M Iconomou1, JF Hastings1, SP Kennedy1, JZR Han1, RF Shearer1, J McKenna1, DN Saunders1,2 and DR Croucher1,3,4

  1. The Kinghorn Cancer Centre, Garvan Institute of Medical Research, Sydney, Australia
  2. School of Medical Sciences, University of New South Wales. Sydney, Australia
  3. St Vincent's Hospital Clinical School, University of New South Wales, Sydney, NSW 2052, Australia
  4. School of Medicine, University College Dublin, Belfield, Dublin, Ireland

The dynamic assembly of multi-protein complexes is a central mechanism of many cell signalling pathways. This process is key to maintaining the spatiotemporal specificity required for an accurate, yet adaptive response to rapidly changing cellular conditions. However, there is still a lack of experimental techniques that can facilitate the specific and sensitive deconvolution of multi-molecular signalling complexes. Here we describe a novel technique that overcomes many of these existing limitations and allows the specific isolation and downstream proteomic characterisation of any two interacting proteins, to the exclusion of their individual moieties and competing binding partners (Croucher et al., Science Signaling, In Press).
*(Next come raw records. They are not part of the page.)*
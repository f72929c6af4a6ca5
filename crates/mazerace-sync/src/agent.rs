use std::time::Duration;

use rand::rngs::StdRng;
use rand::{Rng, SeedableRng};

use mazerace_core::action::AiAction;
use mazerace_core::config::{Difficulty, MatchConfig};
use mazerace_core::player::PlayerId;
use mazerace_core::snapshot::GameSnapshot;
use mazerace_game::bot::choose_action;

/// Anything that proposes a move for a player: the built-in heuristic or a
/// remote model. Proposals are advisory; the session re-resolves them
/// against the snapshot that is current when they arrive.
#[async_trait::async_trait]
pub trait MoveSupplier: Send + Sync {
    async fn propose(&mut self, state: GameSnapshot, me: PlayerId) -> AiAction;
}

/// Heuristic agent with a simulated thinking delay.
pub struct LocalAgent {
    difficulty: Difficulty,
    think_min_ms: u64,
    think_max_ms: u64,
    rng: StdRng,
}

impl LocalAgent {
    pub fn new(difficulty: Difficulty, think_range: (Duration, Duration), seed: u64) -> Self {
        let (lo, hi) = think_range;
        let lo_ms = lo.as_millis() as u64;
        Self {
            difficulty,
            think_min_ms: lo_ms,
            think_max_ms: (hi.as_millis() as u64).max(lo_ms),
            rng: StdRng::seed_from_u64(seed),
        }
    }

    pub fn from_config(config: &MatchConfig, seed: u64) -> Self {
        Self::new(config.difficulty, config.agent_think_range(), seed)
    }

    fn think_time(&mut self) -> Duration {
        Duration::from_millis(self.rng.random_range(self.think_min_ms..=self.think_max_ms))
    }
}

#[async_trait::async_trait]
impl MoveSupplier for LocalAgent {
    async fn propose(&mut self, state: GameSnapshot, me: PlayerId) -> AiAction {
        let think = self.think_time();
        if !think.is_zero() {
            tokio::time::sleep(think).await;
        }
        let (Some(player), Some(opponent)) = (state.player(me), state.opponent(me)) else {
            return AiAction::pass("Waiting for an opponent");
        };
        choose_action(
            player,
            opponent,
            &state.walls,
            self.difficulty,
            &mut self.rng,
        )
    }
}
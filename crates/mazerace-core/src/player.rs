use serde::{Deserialize, Serialize};

use crate::board::{BOARD_SIZE, Position};

/// Player slot in a match: 1 starts at the bottom row, 2 at the top row.
pub type PlayerId = u8;

pub const PLAYER_ONE: PlayerId = 1;
pub const PLAYER_TWO: PlayerId = 2;

/// The other slot in a two-player match.
pub fn opponent_of(id: PlayerId) -> PlayerId {
    if id == PLAYER_ONE {
        PLAYER_TWO
    } else {
        PLAYER_ONE
    }
}

/// The row a player must reach to win.
pub fn goal_row_for(id: PlayerId) -> i32 {
    if id == PLAYER_ONE { 0 } else { BOARD_SIZE - 1 }
}

/// The row a player starts on.
pub fn home_row_for(id: PlayerId) -> i32 {
    BOARD_SIZE - 1 - goal_row_for(id)
}

/// A pawn and its owner's remaining resources.
#[derive(Debug, Clone, PartialEq, Eq, Serialize, Deserialize)]
#[serde(rename_all = "camelCase")]
pub struct Player {
    pub id: PlayerId,
    pub name: String,
    pub color: PlayerColor,
    pub position: Position,
    pub walls_left: u32,
    pub goal_row: i32,
}

impl Player {
    /// Build a player on their home row at `col`, with slot-default color and goal.
    pub fn new(id: PlayerId, name: impl Into<String>, col: i32, walls_left: u32) -> Self {
        Self {
            id,
            name: name.into(),
            color: PlayerColor::for_slot(id),
            position: Position::new(home_row_for(id), col),
            walls_left,
            goal_row: goal_row_for(id),
        }
    }

    pub fn has_reached_goal(&self) -> bool {
        self.position.row == self.goal_row
    }
}

/// Pawn color.
#[derive(Debug, Clone, Copy, PartialEq, Eq, Serialize, Deserialize)]
pub struct PlayerColor {
    pub r: u8,
    pub g: u8,
    pub b: u8,
}

impl Default for PlayerColor {
    fn default() -> Self {
        Self::PALETTE[0]
    }
}

impl PlayerColor {
    pub const PALETTE: &[PlayerColor] = &[
        PlayerColor {
            r: 34,
            g: 211,
            b: 238,
        }, // Cyan
        PlayerColor {
            r: 236,
            g: 72,
            b: 153,
        }, // Pink
    ];

    pub fn for_slot(id: PlayerId) -> Self {
        if id == PLAYER_TWO {
            Self::PALETTE[1]
        } else {
            Self::PALETTE[0]
        }
    }
}
/// Milliseconds since the Unix epoch. Snapshot timestamps use this clock.
pub fn now_ms() -> u64 {
    let dur = std::time::SystemTime::now()
        .duration_since(std::time::UNIX_EPOCH)
        .unwrap_or_default();
    dur.as_millis() as u64
}
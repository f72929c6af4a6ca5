use serde::{Deserialize, Serialize};

use crate::board::{Orientation, Position, WallPlacement};

/// One player action, applied to a snapshot by the game engine.
#[derive(Debug, Clone, Copy, PartialEq, Eq, Serialize, Deserialize)]
#[serde(tag = "type", rename_all = "SCREAMING_SNAKE_CASE")]
pub enum Action {
    Move { to: Position },
    PlaceWall { wall: WallPlacement },
    /// The player whose turn it is ran out of time.
    Timeout,
    /// The acting player concedes.
    Forfeit,
}

impl Action {
    /// Turn-owned actions are only accepted from the player to move.
    pub fn requires_turn(&self) -> bool {
        matches!(self, Self::Move { .. } | Self::PlaceWall { .. })
    }
}

#[derive(Debug, Clone, Copy, PartialEq, Eq, Serialize, Deserialize)]
#[serde(rename_all = "SCREAMING_SNAKE_CASE")]
pub enum AiActionKind {
    Move,
    PlaceWall,
    Pass,
}

/// A move proposal from an agent. `position` is the destination for a move
/// and the wall anchor for a wall placement.
#[derive(Debug, Clone, PartialEq, Eq, Serialize, Deserialize)]
pub struct AiAction {
    pub action: AiActionKind,
    #[serde(default, skip_serializing_if = "Option::is_none")]
    pub position: Option<Position>,
    #[serde(default, skip_serializing_if = "Option::is_none")]
    pub orientation: Option<Orientation>,
    /// Free text for display only.
    #[serde(default)]
    pub reasoning: String,
}

impl AiAction {
    pub fn move_to(to: Position, reasoning: impl Into<String>) -> Self {
        Self {
            action: AiActionKind::Move,
            position: Some(to),
            orientation: None,
            reasoning: reasoning.into(),
        }
    }

    pub fn place_wall(wall: WallPlacement, reasoning: impl Into<String>) -> Self {
        Self {
            action: AiActionKind::PlaceWall,
            position: Some(Position::new(wall.row, wall.col)),
            orientation: Some(wall.orientation),
            reasoning: reasoning.into(),
        }
    }

    pub fn pass(reasoning: impl Into<String>) -> Self {
        Self {
            action: AiActionKind::Pass,
            position: None,
            orientation: None,
            reasoning: reasoning.into(),
        }
    }

    /// Engine action this proposal describes, if it is well-formed.
    pub fn to_action(&self) -> Option<Action> {
        match (self.action, self.position, self.orientation) {
            (AiActionKind::Move, Some(to), _) => Some(Action::Move { to }),
            (AiActionKind::PlaceWall, Some(at), Some(orientation)) => Some(Action::PlaceWall {
                wall: WallPlacement::new(at.row, at.col, orientation),
            }),
            _ => None,
        }
    }
}
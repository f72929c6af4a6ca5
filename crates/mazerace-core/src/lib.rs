pub mod action;
pub mod board;
pub mod config;
pub mod error;
pub mod net;
pub mod player;
pub mod snapshot;
pub mod time;

#[cfg(any(test, feature = "test-helpers"))]
pub mod test_helpers {
    use crate::board::{Position, Wall, WallPlacement};
    use crate::net::protocol::{decode_snapshot, encode_snapshot};
    use crate::player::{PLAYER_ONE, PLAYER_TWO, Player};
    use crate::snapshot::GameSnapshot;

    /// Default turn duration used by fixtures.
    pub const TEST_TURN_SECS: u32 = 60;

    /// Fixed timestamp used by fixtures.
    pub const TEST_TIMESTAMP: u64 = 1_700_000_000_000;

    /// Two players on their home rows in the middle column.
    pub fn make_players(walls_left: u32) -> [Player; 2] {
        [
            Player::new(PLAYER_ONE, "Player1", 4, walls_left),
            Player::new(PLAYER_TWO, "Player2", 4, walls_left),
        ]
    }

    /// A fresh in-progress snapshot, player 1 to move.
    pub fn make_snapshot() -> GameSnapshot {
        GameSnapshot::new(make_players(10), TEST_TURN_SECS, TEST_TIMESTAMP)
    }

    /// A snapshot with pawns at the given cells and the given walls.
    pub fn snapshot_at(p1: Position, p2: Position, walls: Vec<Wall>) -> GameSnapshot {
        let mut snap = make_snapshot();
        if let Some(p) = snap.players.get_mut(&PLAYER_ONE) {
            p.position = p1;
        }
        if let Some(p) = snap.players.get_mut(&PLAYER_TWO) {
            p.position = p2;
        }
        snap.walls = walls;
        snap
    }

    /// Horizontal wall owned by player 1.
    pub fn hwall(row: i32, col: i32) -> Wall {
        WallPlacement::horizontal(row, col).owned_by(PLAYER_ONE)
    }

    /// Vertical wall owned by player 1.
    pub fn vwall(row: i32, col: i32) -> Wall {
        WallPlacement::vertical(row, col).owned_by(PLAYER_ONE)
    }

    // ================================================================
    // Rule Contract Tests
    // ================================================================
    // Any snapshot produced by legal play must satisfy these. Game crates
    // call them with their own path search plugged in.

    /// Every player in the snapshot can still reach their goal row.
    pub fn contract_trap_invariant_holds<F>(snapshot: &GameSnapshot, has_path: F)
    where
        F: Fn(Position, i32, &[Wall], Option<Position>) -> bool,
    {
        for player in snapshot.players.values() {
            let opponent = snapshot.opponent(player.id).map(|p| p.position);
            assert!(
                has_path(player.position, player.goal_row, &snapshot.walls, opponent),
                "player {} at {} has no path to row {} with {} walls",
                player.id,
                player.position,
                player.goal_row,
                snapshot.walls.len()
            );
        }
    }

    /// Encoding then decoding a snapshot yields an equal snapshot.
    pub fn contract_snapshot_roundtrip(snapshot: &GameSnapshot) {
        let bytes = encode_snapshot(snapshot).expect("snapshot must encode");
        let back = decode_snapshot(&bytes)
            .expect("snapshot must decode")
            .expect("non-empty payload must not decode as tombstone");
        assert_eq!(
            &back, snapshot,
            "snapshot must survive encode→decode unchanged"
        );
    }
}
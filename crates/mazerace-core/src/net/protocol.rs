use serde::{Deserialize, Serialize};

use crate::snapshot::GameSnapshot;

use super::messages::{EmojiEvent, LobbyMessage};

/// Maximum message payload size in bytes.
pub const MAX_MESSAGE_SIZE: usize = 64 * 1024; // 64 KiB

/// Retained payload that marks a game as gone.
pub const TOMBSTONE: &[u8] = b"";

#[derive(Debug, Clone, PartialEq, Eq)]
pub enum ProtocolError {
    EmptyPayload,
    PayloadTooLarge(usize),
    Serialize(String),
    Deserialize(String),
}

impl std::fmt::Display for ProtocolError {
    fn fmt(&self, f: &mut std::fmt::Formatter<'_>) -> std::fmt::Result {
        match self {
            Self::EmptyPayload => write!(f, "empty payload"),
            Self::PayloadTooLarge(size) => {
                write!(
                    f,
                    "payload too large: {size} bytes (max {MAX_MESSAGE_SIZE})"
                )
            },
            Self::Serialize(e) => write!(f, "serialize error: {e}"),
            Self::Deserialize(e) => write!(f, "deserialize error: {e}"),
        }
    }
}

impl std::error::Error for ProtocolError {}

/// Topic names under a shared prefix.
#[derive(Debug, Clone, PartialEq, Eq)]
pub struct Topics {
    prefix: String,
}

impl Topics {
    pub fn new(prefix: impl Into<String>) -> Self {
        let prefix: String = prefix.into();
        Self {
            prefix: prefix.trim_end_matches('/').to_string(),
        }
    }

    /// Retained snapshot topic of one game.
    pub fn game_state(&self, game_id: &str) -> String {
        format!("{}/game/{game_id}/state", self.prefix)
    }

    pub fn game_emoji(&self, game_id: &str) -> String {
        format!("{}/game/{game_id}/emoji", self.prefix)
    }

    /// Shared topic where searching peers announce themselves.
    pub fn lobby_join(&self) -> String {
        format!("{}/lobby/join", self.prefix)
    }

    /// Reply topic of one search.
    pub fn lobby_match(&self, lobby_id: &str) -> String {
        format!("{}/lobby/match/{lobby_id}", self.prefix)
    }
}

/// Serialize any wire value to JSON bytes, enforcing the size limit.
pub fn encode_json<T: Serialize>(value: &T) -> Result<Vec<u8>, ProtocolError> {
    let bytes = serde_json::to_vec(value).map_err(|e| ProtocolError::Serialize(e.to_string()))?;
    if bytes.len() > MAX_MESSAGE_SIZE {
        return Err(ProtocolError::PayloadTooLarge(bytes.len()));
    }
    Ok(bytes)
}

/// Parse JSON bytes into a wire value.
pub fn decode_json<T: for<'de> Deserialize<'de>>(data: &[u8]) -> Result<T, ProtocolError> {
    if data.is_empty() {
        return Err(ProtocolError::EmptyPayload);
    }
    if data.len() > MAX_MESSAGE_SIZE {
        return Err(ProtocolError::PayloadTooLarge(data.len()));
    }
    serde_json::from_slice(data).map_err(|e| ProtocolError::Deserialize(e.to_string()))
}

pub fn encode_snapshot(snapshot: &GameSnapshot) -> Result<Vec<u8>, ProtocolError> {
    encode_json(snapshot)
}

/// Decode a retained snapshot payload. A tombstone decodes to `None`.
pub fn decode_snapshot(data: &[u8]) -> Result<Option<GameSnapshot>, ProtocolError> {
    if data == TOMBSTONE {
        return Ok(None);
    }
    decode_json(data).map(Some)
}

pub fn encode_lobby_message(msg: &LobbyMessage) -> Result<Vec<u8>, ProtocolError> {
    encode_json(msg)
}

pub fn decode_lobby_message(data: &[u8]) -> Result<LobbyMessage, ProtocolError> {
    decode_json(data)
}

pub fn encode_emoji(event: &EmojiEvent) -> Result<Vec<u8>, ProtocolError> {
    encode_json(event)
}

pub fn decode_emoji(data: &[u8]) -> Result<EmojiEvent, ProtocolError> {
    decode_json(data)
}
This novel isolation technique is achieved through the combination of a protein-fragment complementation assay and affinity purification with a conformation specific nanobody, which we have termed Bimolecular Complementation Affinity Purification (BiCAP). We demonstrate the utility of this approach through characterisation of the specific interactome of ERBB2 in the form of a homodimer and heterodimers with either EGFR or ERBB3. Through this analysis we have observed dimer-specific interaction patterns for key adaptor proteins and identified a number of novel interacting partners. Functional analysis for one novel interaction has led to the identification of a non-canonical mechanism of ERK activation that is specific to the ERBB2:ERBB3 heterodimer, which acts through FAM59A to induce ERK activation in breast cancer cells.